At the University of Montana (UM), this notable imbalance sparked a strategic effort to attract more men to attend the school through traditional means, including adding more pictures of male students to brochures, spotlighting outdoor sports and promoting academic programs like forestry and wildlife biology that might appeal to male interests. A campaign featuring lumberjack competitions and a “Wild Sustenance” course about hunting and wilderness conservation followed, inspired by candid conversations with male students who prized Montana’s mountains and rivers.
The results for UM were modest — a 2.88 percent uptick in male enrollment, but nothing transformative. So this spring, marketing leaders at the Missoula institution began to rethink their approach, says Dr. Kelly Nolin, director of admission, who added that one mother’s comment suggesting her daughter chose UM after admiring the presence of “rugged men” in the conservative state highlighted a wider interest in traditional masculinity the university is now mindful of as it works to present a campus where differing cultural viewpoints can thrive.
While the university’s student body remains approximately 57 percent female to 43 percent male, staff recognize that narrowing this gender gap requires more than surface-level fixes. Nolin is now a member of the Higher Education Male Achievement Collaborative (HEMAC) — a national partnership aimed at increasing male enrollment and completion rates convened by the American Institute for Boys and Men and University of Tennessee — and she has learned from experts like co-founder Richard Reeves about deeper, systemic strategies for change.

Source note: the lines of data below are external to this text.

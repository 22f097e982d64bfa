//! Domain services used by HTTP routes.
//!
//! ARCHITECTURE
//! ============
//! Service modules own session resolution, gating, and account logic so
//! route handlers can stay focused on protocol translation and rendering.

pub mod account;
pub mod gate;
pub mod guides;
pub mod session;
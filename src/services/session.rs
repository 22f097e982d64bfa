//! Session resolution: cookies in, authentication verdict out.
//!
//! ARCHITECTURE
//! ============
//! Every request gets one [`SessionScope`]: a snapshot of its cookies, a
//! write policy, a queue of outgoing cookie mutations, and a memo cell for
//! the verdict. The scope is passed explicitly through handler call chains,
//! so resolving twice within a request hits the identity backend once and
//! nothing is shared between concurrent requests.
//!
//! The [`SessionResolver`] never fails. Backend errors of every kind collapse
//! to [`Verdict::Anonymous`]; only unrecognized ones are logged as errors.
//!
//! TRADE-OFFS
//! ==========
//! The cookie-name heuristic in [`has_identity_cookie`] only saves a backend
//! round trip for visitors with no auth cookies. It is not a security check:
//! a forged cookie still goes to the backend and fails there.

use std::convert::Infallible;
use std::sync::{Mutex, MutexGuard, PoisonError};

use axum::extract::FromRequestParts;
use axum::http::header::COOKIE;
use axum::http::request::Parts;
use axum::http::{HeaderMap, HeaderValue};
use axum::response::{IntoResponseParts, ResponseParts};
use axum_extra::extract::cookie::{Cookie, CookieJar};
use tokio::sync::OnceCell;

use crate::identity::{CookieAccess, Principal, SharedIdentity};

/// Substrings that mark a cookie as possibly carrying an identity session.
pub const IDENTITY_COOKIE_MARKERS: &[&str] = &["sb-", "supabase", "auth", "session"];

/// True when any cookie name looks like it could carry a session.
pub fn has_identity_cookie<'a>(names: impl IntoIterator<Item = &'a str>) -> bool {
    names
        .into_iter()
        .any(|name| IDENTITY_COOKIE_MARKERS.iter().any(|m| name.contains(m)))
}

// =============================================================================
// VERDICT
// =============================================================================

/// Authentication verdict for the current request.
#[derive(Debug, Clone, PartialEq, Eq)]
pub enum Verdict {
    Anonymous,
    Authenticated(Principal),
}

impl Verdict {
    #[must_use]
    pub fn is_authenticated(&self) -> bool {
        matches!(self, Self::Authenticated(_))
    }

    #[must_use]
    pub fn into_principal(self) -> Option<Principal> {
        match self {
            Self::Authenticated(p) => Some(p),
            Self::Anonymous => None,
        }
    }
}

// =============================================================================
// REQUEST SCOPE
// =============================================================================

/// Whether cookie mutations may reach the outgoing response.
#[derive(Debug, Clone, Copy, PartialEq, Eq)]
pub enum CookieWrites {
    Allowed,
    /// Writes are dropped silently (e.g. an internal sub-request whose
    /// response headers never reach the browser).
    Forbidden,
}

/// Per-request session state: cookies, write policy, and verdict memo.
pub struct SessionScope {
    jar: Mutex<CookieJar>,
    writes: CookieWrites,
    verdict: OnceCell<Verdict>,
}

impl SessionScope {
    #[must_use]
    pub fn new(jar: CookieJar, writes: CookieWrites) -> Self {
        Self { jar: Mutex::new(jar), writes, verdict: OnceCell::new() }
    }

    /// Scope over an explicit set of request cookies.
    ///
    /// The cookies are treated as inbound: they are visible to reads but are
    /// not echoed back as `Set-Cookie` headers.
    #[must_use]
    pub fn with_cookies(cookies: impl IntoIterator<Item = Cookie<'static>>, writes: CookieWrites) -> Self {
        let header = cookies
            .into_iter()
            .map(|c| c.stripped().to_string())
            .collect::<Vec<_>>()
            .join("; ");
        let mut headers = HeaderMap::new();
        if !header.is_empty()
            && let Ok(value) = HeaderValue::from_str(&header)
        {
            headers.insert(COOKIE, value);
        }
        Self::new(CookieJar::from_headers(&headers), writes)
    }

    /// Read-only copy of this scope's current cookies with a fresh verdict memo.
    #[must_use]
    pub fn fork_read_only(&self) -> Self {
        Self::with_cookies(self.get_all(), CookieWrites::Forbidden)
    }

    #[cfg(test)]
    #[must_use]
    pub fn writes(&self) -> CookieWrites {
        self.writes
    }

    /// Names of the non-empty cookies currently visible to the request.
    #[must_use]
    pub fn cookie_names(&self) -> Vec<String> {
        self.lock()
            .iter()
            .filter(|c| !c.value().is_empty())
            .map(|c| c.name().to_owned())
            .collect()
    }

    /// Verdict memoized for this scope, if already resolved.
    #[cfg(test)]
    #[must_use]
    pub fn cached_verdict(&self) -> Option<&Verdict> {
        self.verdict.get()
    }

    /// Consume the scope, yielding the jar whose delta holds every accepted
    /// cookie mutation.
    #[must_use]
    pub fn into_jar(self) -> CookieJar {
        self.jar
            .into_inner()
            .unwrap_or_else(PoisonError::into_inner)
    }

    fn lock(&self) -> MutexGuard<'_, CookieJar> {
        self.jar.lock().unwrap_or_else(PoisonError::into_inner)
    }
}

impl CookieAccess for SessionScope {
    fn get_all(&self) -> Vec<Cookie<'static>> {
        self.lock()
            .iter()
            .filter(|c| !c.value().is_empty())
            .cloned()
            .collect()
    }

    fn set_all(&self, cookies: Vec<Cookie<'static>>) {
        if self.writes == CookieWrites::Forbidden {
            tracing::debug!(count = cookies.len(), "cookie writes ignored in read-only context");
            return;
        }
        let mut jar = self.lock();
        for cookie in cookies {
            *jar = std::mem::replace(&mut *jar, CookieJar::new()).add(cookie);
        }
    }
}

impl<S> FromRequestParts<S> for SessionScope
where
    S: Send + Sync,
{
    type Rejection = Infallible;

    async fn from_request_parts(parts: &mut Parts, _state: &S) -> Result<Self, Self::Rejection> {
        Ok(Self::new(CookieJar::from_headers(&parts.headers), CookieWrites::Allowed))
    }
}

impl IntoResponseParts for SessionScope {
    type Error = Infallible;

    fn into_response_parts(self, res: ResponseParts) -> Result<ResponseParts, Self::Error> {
        self.into_jar().into_response_parts(res)
    }
}

// =============================================================================
// RESOLVER
// =============================================================================

/// Turns a request's cookies into a [`Verdict`] without ever failing.
#[derive(Clone)]
pub struct SessionResolver {
    backend: SharedIdentity,
}

impl SessionResolver {
    #[must_use]
    pub fn new(backend: SharedIdentity) -> Self {
        Self { backend }
    }

    /// Resolve the verdict for `scope`, consulting the backend at most once
    /// per scope.
    pub async fn resolve(&self, scope: &SessionScope) -> Verdict {
        scope
            .verdict
            .get_or_init(|| self.resolve_uncached(scope))
            .await
            .clone()
    }

    async fn resolve_uncached(&self, scope: &SessionScope) -> Verdict {
        let names = scope.cookie_names();
        if !has_identity_cookie(names.iter().map(String::as_str)) {
            return Verdict::Anonymous;
        }

        match self.backend.current_principal(scope).await {
            Ok(principal) => Verdict::Authenticated(principal),
            Err(e) if e.is_no_session() => {
                tracing::debug!(reason = %e, "no active session");
                Verdict::Anonymous
            }
            Err(e) if e.is_unavailable() => {
                tracing::warn!(error = %e, "identity backend unavailable; treating caller as anonymous");
                Verdict::Anonymous
            }
            Err(e) => {
                tracing::error!(error = %e, "session resolution failed; treating caller as anonymous");
                Verdict::Anonymous
            }
        }
    }
}

#[cfg(test)]
#[path = "session_test.rs"]
mod tests;
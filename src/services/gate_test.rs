use std::sync::Mutex;
use std::sync::atomic::{AtomicUsize, Ordering};

use axum::Router;
use axum::http::HeaderMap;
use axum::response::{IntoResponse, Response};
use axum::routing::get;

use super::*;
use crate::state::test_helpers::{USER_EMAIL, USER_PASSWORD, anonymous_scope, signed_in_scope, test_app_state};

/// Source that records every fetch and answers from a fixed result.
struct CountingSource {
    calls: AtomicUsize,
    slugs: Mutex<Vec<String>>,
    result: Result<GuidePayload, fn() -> GuideError>,
}

impl CountingSource {
    fn ok(payload: GuidePayload) -> Arc<Self> {
        Arc::new(Self { calls: AtomicUsize::new(0), slugs: Mutex::new(Vec::new()), result: Ok(payload) })
    }

    fn failing(err: fn() -> GuideError) -> Arc<Self> {
        Arc::new(Self { calls: AtomicUsize::new(0), slugs: Mutex::new(Vec::new()), result: Err(err) })
    }

    fn calls(&self) -> usize {
        self.calls.load(Ordering::SeqCst)
    }
}

#[async_trait::async_trait]
impl GuideSource for CountingSource {
    async fn fetch_guide(&self, slug: &str, _scope: &SessionScope) -> Result<GuidePayload, GuideError> {
        self.calls.fetch_add(1, Ordering::SeqCst);
        self.slugs.lock().unwrap().push(slug.to_owned());
        self.result.clone().map_err(|make| make())
    }
}

fn payload() -> GuidePayload {
    GuidePayload {
        success: true,
        title: "Tahap 1".into(),
        description: "First step".into(),
        body: "body".into(),
        images: vec!["/guides/1.png".into()],
    }
}

// =============================================================================
// state machine
// =============================================================================

#[test]
fn only_loading_is_not_terminal() {
    assert!(!GateState::Loading.is_terminal());
    assert!(GateState::Loaded(payload()).is_terminal());
    assert!(GateState::Error { message: "x".into() }.is_terminal());
    let locked = GateState::Locked { placeholder: Placeholder::default(), sign_in_href: "/login".into() };
    assert!(locked.is_terminal());
}

#[test]
fn loading_completes_to_loaded_or_error() {
    assert_eq!(GateState::Loading.complete(Ok(payload())), GateState::Loaded(payload()));
    let failed = GateState::Loading.complete(Err(GuideError::NotFound("x".into())));
    assert_eq!(failed, GateState::Error { message: "Failed to load guide: Not found".into() });
}

#[test]
fn terminal_states_ignore_outcomes() {
    let error = GateState::Error { message: "boom".into() };
    assert_eq!(error.clone().complete(Ok(payload())), error);

    let locked = GateState::Locked { placeholder: Placeholder::default(), sign_in_href: "/login".into() };
    assert_eq!(locked.clone().complete(Ok(payload())), locked);
}

#[test]
fn error_message_hides_details() {
    let state = GateState::Loading.complete(Err(GuideError::Unexpected("secret detail".into())));
    let GateState::Error { message } = state else { panic!("expected error state") };
    assert!(!message.contains("secret"));
}

#[test]
fn sign_in_href_keeps_slashes_and_escapes_segments() {
    assert_eq!(sign_in_href("/login", "/android/installation/tahap-1"), "/login?from=/android/installation/tahap-1");
    assert_eq!(sign_in_href("/login", "/a b/c&d"), "/login?from=/a%20b/c%26d");
}

// =============================================================================
// decide
// =============================================================================

#[tokio::test]
async fn anonymous_never_fetches() {
    let source = CountingSource::ok(payload());
    let gate = ContentGate::new(source.clone(), "/login");

    let state = gate
        .decide("android/installation/tahap-1", false, Placeholder::default(), &anonymous_scope())
        .await;

    assert_eq!(source.calls(), 0);
    assert_eq!(
        state,
        GateState::Locked {
            placeholder: Placeholder::default(),
            sign_in_href: "/login?from=/android/installation/tahap-1".into(),
        }
    );
}

#[tokio::test]
async fn authenticated_fetches_exactly_once() {
    let source = CountingSource::ok(payload());
    let gate = ContentGate::new(source.clone(), "/login");

    let state = gate.decide("/android/installation/tahap-1/", true, Placeholder::default(), &anonymous_scope()).await;

    assert_eq!(source.calls(), 1);
    assert_eq!(source.slugs.lock().unwrap().as_slice(), ["android/installation/tahap-1"]);
    assert_eq!(state, GateState::Loaded(payload()));
}

#[tokio::test]
async fn fetch_failure_is_terminal_error_without_retry() {
    let source = CountingSource::failing(|| GuideError::BackendUnavailable("timeout".into()));
    let gate = ContentGate::new(source.clone(), "/login");

    let state = gate.decide("ios", true, Placeholder::default(), &anonymous_scope()).await;

    assert_eq!(source.calls(), 1);
    assert!(matches!(state, GateState::Error { .. }));
}

// =============================================================================
// local source
// =============================================================================

#[tokio::test]
async fn local_source_loads_exact_fields_for_signed_in_caller() {
    let state = test_app_state();
    let scope = signed_in_scope(&state, USER_EMAIL, USER_PASSWORD).await;
    let slug = "android/installation/tahap-1";

    let gate_state = state.gate.decide(slug, true, Placeholder::default(), &scope).await;

    let doc = state.content.find_by_slug(slug).unwrap();
    let GateState::Loaded(loaded) = gate_state else { panic!("expected loaded state") };
    assert_eq!(loaded.title, doc.title);
    assert_eq!(loaded.description, doc.description);
    assert_eq!(loaded.body, doc.body);
    assert_eq!(loaded.images, doc.images);
}

#[tokio::test]
async fn local_source_missing_slug_surfaces_error() {
    let state = test_app_state();
    let scope = signed_in_scope(&state, USER_EMAIL, USER_PASSWORD).await;

    let gate_state = state.gate.decide("does/not/exist", true, Placeholder::default(), &scope).await;
    assert_eq!(gate_state, GateState::Error { message: "Failed to load guide: Not found".into() });
}

#[tokio::test]
async fn local_source_revalidates_session() {
    // A forged "authenticated" flag does not unlock content.
    let state = test_app_state();
    let gate_state = state.gate.decide("android", true, Placeholder::default(), &anonymous_scope()).await;
    assert_eq!(gate_state, GateState::Error { message: "Failed to load guide: Unauthorized".into() });
}

#[tokio::test]
async fn local_source_does_not_write_caller_cookies() {
    let state = test_app_state();
    let scope = signed_in_scope(&state, USER_EMAIL, USER_PASSWORD).await;
    let before = crate::state::test_helpers::cookie_header(&scope);

    state.gate.decide("android", true, Placeholder::default(), &scope).await;

    assert_eq!(crate::state::test_helpers::cookie_header(&scope), before);
    assert!(scope.cached_verdict().is_none());
}

// =============================================================================
// http source
// =============================================================================

async fn fake_guide_endpoint(axum::extract::Path(slug): axum::extract::Path<String>, headers: HeaderMap) -> Response {
    let has_cookie = headers
        .get(header::COOKIE)
        .and_then(|v| v.to_str().ok())
        .is_some_and(|v| v.contains("sb-test-auth-token=abc"));
    match slug.as_str() {
        _ if !has_cookie => GuideError::Unauthenticated.into_response(),
        "android/installation/tahap-1" => axum::Json(payload()).into_response(),
        "broken" => (StatusCode::BAD_GATEWAY, "upstream").into_response(),
        _ => GuideError::NotFound(slug.clone()).into_response(),
    }
}

async fn spawn_fake_endpoint() -> String {
    let app = Router::new().route("/api/guides/{*slug}", get(fake_guide_endpoint));
    let listener = tokio::net::TcpListener::bind("127.0.0.1:0").await.unwrap();
    let addr = listener.local_addr().unwrap();
    tokio::spawn(async move {
        axum::serve(listener, app).await.unwrap();
    });
    format!("http://{addr}")
}

fn cookie_scope() -> SessionScope {
    SessionScope::with_cookies(
        [axum_extra::extract::cookie::Cookie::new("sb-test-auth-token", "abc")],
        crate::services::session::CookieWrites::Allowed,
    )
}

#[tokio::test]
async fn http_source_forwards_cookies_and_decodes_payload() {
    let source = HttpGuideSource::new(&spawn_fake_endpoint().await, 5).unwrap();
    let result = source.fetch_guide("android/installation/tahap-1", &cookie_scope()).await;
    assert_eq!(result.unwrap(), payload());
}

#[tokio::test]
async fn http_source_maps_statuses() {
    let source = HttpGuideSource::new(&spawn_fake_endpoint().await, 5).unwrap();

    let unauth = source.fetch_guide("android/installation/tahap-1", &anonymous_scope()).await;
    assert!(matches!(unauth, Err(GuideError::Unauthenticated)));

    let missing = source.fetch_guide("does/not/exist", &cookie_scope()).await;
    assert!(matches!(missing, Err(GuideError::NotFound(slug)) if slug == "does/not/exist"));

    let broken = source.fetch_guide("broken", &cookie_scope()).await;
    assert!(matches!(broken, Err(GuideError::Unexpected(_))));
}

#[tokio::test]
async fn http_source_unreachable_is_backend_unavailable() {
    // Bind then drop to obtain a port with nothing listening.
    let listener = tokio::net::TcpListener::bind("127.0.0.1:0").await.unwrap();
    let addr = listener.local_addr().unwrap();
    drop(listener);

    let source = HttpGuideSource::new(&format!("http://{addr}"), 2).unwrap();
    let result = source.fetch_guide("android", &cookie_scope()).await;
    assert!(matches!(result, Err(GuideError::BackendUnavailable(_))));
}
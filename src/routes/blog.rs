//! Blog routes: published post summaries.

use axum::extract::State;
use axum::response::Json;

use crate::content::BlogPost;
use crate::state::AppState;

/// `GET /api/blog`: published posts, newest first.
pub async fn list_posts(State(state): State<AppState>) -> Json<Vec<BlogPost>> {
    Json(state.content.published_posts().into_iter().cloned().collect())
}

#[cfg(test)]
#[path = "blog_test.rs"]
mod tests;
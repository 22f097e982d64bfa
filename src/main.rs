mod config;
mod content;
mod identity;
mod render;
mod routes;
mod services;
mod state;

use std::sync::Arc;

use config::{AppConfig, GuideSourceConfig, IdentityConfig};
use identity::memory::MemoryIdentity;
use identity::supabase::SupabaseIdentity;
use identity::{Role, SharedIdentity};
use services::gate::{DEFAULT_FETCH_TIMEOUT_SECS, HttpGuideSource};

#[tokio::main]
async fn main() {
    dotenvy::dotenv().ok();
    tracing_subscriber::fmt::init();

    let config = AppConfig::from_env().expect("invalid configuration");

    let identity: SharedIdentity = match &config.identity {
        IdentityConfig::Supabase(supabase) => {
            let backend = SupabaseIdentity::new(supabase.clone()).expect("identity backend init failed");
            tracing::info!(url = %supabase.url, cookie = backend.cookie_key(), "using hosted identity backend");
            Arc::new(backend)
        }
        IdentityConfig::Memory { seed_admin } => {
            tracing::warn!("identity backend not configured; using in-memory accounts (development only)");
            let memory = MemoryIdentity::new(config.cookie_secure);
            if let Some(admin) = seed_admin {
                let principal = memory.seed(admin, Some("Admin".into()), Role::Admin);
                tracing::info!(email = %principal.email, "seeded admin account");
            }
            Arc::new(memory)
        }
    };

    let content = content::ContentStore::load(&config.content_dir).expect("content load failed");

    let port = config.port;
    let guide_source = config.guide_source.clone();
    let mut state = state::AppState::new(identity, content, config);
    if let GuideSourceConfig::Http { base_url } = guide_source {
        let source = HttpGuideSource::new(&base_url, DEFAULT_FETCH_TIMEOUT_SECS).expect("guide source init failed");
        tracing::info!(%base_url, "content gate fetches guides over HTTP");
        state = state.with_guide_source(Arc::new(source));
    }

    let app = routes::app(state);
    let listener = tokio::net::TcpListener::bind(format!("0.0.0.0:{port}"))
        .await
        .expect("failed to bind");

    tracing::info!(%port, "guidegate listening");
    axum::serve(listener, app).await.expect("server failed");
}
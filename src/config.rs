//! Application configuration parsed from environment variables.
//!
//! Every setting has a development default except the hosted identity
//! backend, which is selected only when both its URL and publishable key are
//! present. Parsing goes through a lookup function so tests can supply a map
//! instead of mutating the process environment.

use std::path::PathBuf;

use crate::identity::Credentials;
use crate::identity::supabase::{DEFAULT_REQUEST_TIMEOUT_SECS, SupabaseConfig};

pub const DEFAULT_PORT: u16 = 3000;
pub const DEFAULT_CONTENT_DIR: &str = "content";
pub const DEFAULT_PUBLIC_DIR: &str = "public";
pub const DEFAULT_SIGN_IN_PATH: &str = "/login";
pub const DEFAULT_APP_URL: &str = "http://localhost:3000";

#[derive(Debug, thiserror::Error, PartialEq, Eq)]
pub enum ConfigError {
    #[error("invalid value for {key}: {value:?}")]
    InvalidValue { key: &'static str, value: String },
    #[error("{present} is set but {missing} is not")]
    Incomplete { present: &'static str, missing: &'static str },
}

/// Which identity backend to run.
#[derive(Debug, Clone, PartialEq, Eq)]
pub enum IdentityConfig {
    Supabase(SupabaseConfig),
    /// Process-local accounts; development only.
    Memory { seed_admin: Option<Credentials> },
}

/// How the content gate fetches protected guides.
#[derive(Debug, Clone, PartialEq, Eq)]
pub enum GuideSourceConfig {
    /// Call the protected endpoint logic in-process.
    Local,
    /// `GET {base_url}/api/guides/{slug}` over HTTP.
    Http { base_url: String },
}

#[derive(Debug, Clone, PartialEq, Eq)]
pub struct AppConfig {
    pub port: u16,
    pub content_dir: PathBuf,
    pub public_dir: PathBuf,
    /// Public origin without trailing slash.
    pub app_url: String,
    pub sign_in_path: String,
    pub cookie_secure: bool,
    pub identity: IdentityConfig,
    pub guide_source: GuideSourceConfig,
}

impl AppConfig {
    /// Build typed config from the process environment.
    ///
    /// # Errors
    ///
    /// Returns an error for unparsable values or a half-configured hosted
    /// identity backend.
    pub fn from_env() -> Result<Self, ConfigError> {
        Self::from_lookup(|key| std::env::var(key).ok())
    }

    /// Build typed config from an arbitrary key lookup.
    ///
    /// Optional keys:
    /// - `PORT` (default 3000), `CONTENT_DIR`, `PUBLIC_DIR`, `SIGN_IN_PATH`
    /// - `APP_URL` (default `http://localhost:3000`)
    /// - `COOKIE_SECURE`: inferred from the `APP_URL` scheme when unset
    /// - `SUPABASE_URL` + `SUPABASE_PUBLISHABLE_KEY` (or `SUPABASE_ANON_KEY`)
    /// - `SUPABASE_SERVICE_ROLE_KEY`, `IDENTITY_REQUEST_TIMEOUT_SECS`
    /// - `ADMIN_EMAIL` + `ADMIN_PASSWORD`: seed account for the memory backend
    /// - `GUIDE_SOURCE`: `local` (default) or `http`
    ///
    /// # Errors
    ///
    /// See [`AppConfig::from_env`].
    pub fn from_lookup(lookup: impl Fn(&str) -> Option<String>) -> Result<Self, ConfigError> {
        let get = |key: &str| lookup(key).map(|v| v.trim().to_owned()).filter(|v| !v.is_empty());

        let port = match get("PORT") {
            Some(raw) => raw
                .parse::<u16>()
                .map_err(|_| ConfigError::InvalidValue { key: "PORT", value: raw })?,
            None => DEFAULT_PORT,
        };

        let app_url = get("APP_URL")
            .unwrap_or_else(|| DEFAULT_APP_URL.to_owned())
            .trim_end_matches('/')
            .to_owned();

        let cookie_secure = match get("COOKIE_SECURE") {
            Some(raw) => parse_bool(&raw).ok_or(ConfigError::InvalidValue { key: "COOKIE_SECURE", value: raw })?,
            None => app_url.starts_with("https://"),
        };

        let sign_in_path = get("SIGN_IN_PATH").unwrap_or_else(|| DEFAULT_SIGN_IN_PATH.to_owned());

        let identity = identity_config(&get, cookie_secure)?;

        let guide_source = match get("GUIDE_SOURCE").as_deref().map(str::to_ascii_lowercase).as_deref() {
            None | Some("local") => GuideSourceConfig::Local,
            Some("http") => GuideSourceConfig::Http { base_url: app_url.clone() },
            Some(other) => return Err(ConfigError::InvalidValue { key: "GUIDE_SOURCE", value: other.to_owned() }),
        };

        Ok(Self {
            port,
            content_dir: PathBuf::from(get("CONTENT_DIR").unwrap_or_else(|| DEFAULT_CONTENT_DIR.to_owned())),
            public_dir: PathBuf::from(get("PUBLIC_DIR").unwrap_or_else(|| DEFAULT_PUBLIC_DIR.to_owned())),
            app_url,
            sign_in_path,
            cookie_secure,
            identity,
            guide_source,
        })
    }
}

fn identity_config(get: &impl Fn(&str) -> Option<String>, cookie_secure: bool) -> Result<IdentityConfig, ConfigError> {
    let url = get("SUPABASE_URL");
    let key = get("SUPABASE_PUBLISHABLE_KEY").or_else(|| get("SUPABASE_ANON_KEY"));

    match (url, key) {
        (Some(url), Some(publishable_key)) => {
            let request_timeout_secs = match get("IDENTITY_REQUEST_TIMEOUT_SECS") {
                Some(raw) => raw
                    .parse::<u64>()
                    .ok()
                    .filter(|secs| *secs > 0)
                    .ok_or(ConfigError::InvalidValue { key: "IDENTITY_REQUEST_TIMEOUT_SECS", value: raw })?,
                None => DEFAULT_REQUEST_TIMEOUT_SECS,
            };
            Ok(IdentityConfig::Supabase(SupabaseConfig {
                url: url.trim_end_matches('/').to_owned(),
                publishable_key,
                service_role_key: get("SUPABASE_SERVICE_ROLE_KEY"),
                request_timeout_secs,
                cookie_secure,
            }))
        }
        (Some(_), None) => {
            Err(ConfigError::Incomplete { present: "SUPABASE_URL", missing: "SUPABASE_PUBLISHABLE_KEY" })
        }
        (None, Some(_)) => {
            Err(ConfigError::Incomplete { present: "SUPABASE_PUBLISHABLE_KEY", missing: "SUPABASE_URL" })
        }
        (None, None) => {
            let seed_admin = match (get("ADMIN_EMAIL"), get("ADMIN_PASSWORD")) {
                (Some(email), Some(password)) => Some(Credentials { email: email.to_ascii_lowercase(), password }),
                _ => None,
            };
            Ok(IdentityConfig::Memory { seed_admin })
        }
    }
}

/// Parse `1/true/yes/on` and `0/false/no/off`, case-insensitive and trimmed.
#[must_use]
pub fn parse_bool(raw: &str) -> Option<bool> {
    match raw.trim().to_ascii_lowercase().as_str() {
        "1" | "true" | "yes" | "on" => Some(true),
        "0" | "false" | "no" | "off" => Some(false),
        _ => None,
    }
}

#[cfg(test)]
#[path = "config_test.rs"]
mod tests;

Establishing a football program does increase male enrollment initially, but not in a way that shifts long-term trends. — Welch Suggs, UGA
Nolin’s takeaways from HEMAC included the importance of creating a genuine sense of belonging, promoting pathways to financial independence and tapping into young men’s entrepreneurial and independent spirit. UM’s evolving message now balances career readiness, meaningful living, wellbeing and leadership, and intends to engage students across diverse political and cultural backgrounds while fostering respectful dialogue.
This is the new playbook for higher ed, one that acknowledges the complexity of today’s students and seeks to redefine what it means to attract and retain men on campus — not with stereotypes, but with purpose.
Missing Men
The challenges facing the University of Montana are part of a larger national trend. The gender imbalance in higher education isn’t new, but its scale has become more pronounced in recent years. Since the passage of Title IX in 1972 — designed to expand educational opportunities for women — the number of women enrolling in colleges and earning degrees has steadily outpaced that of men. Today, women earn nearly 60 percent of all bachelor’s degrees, a wider gap than at any point in modern history.

This shift has sparked both celebration and concern. For some, it signals long-overdue progress in correcting past inequities. For others, it raises difficult questions: Why are fewer men enrolling in universities? Why are more of them struggling to graduate?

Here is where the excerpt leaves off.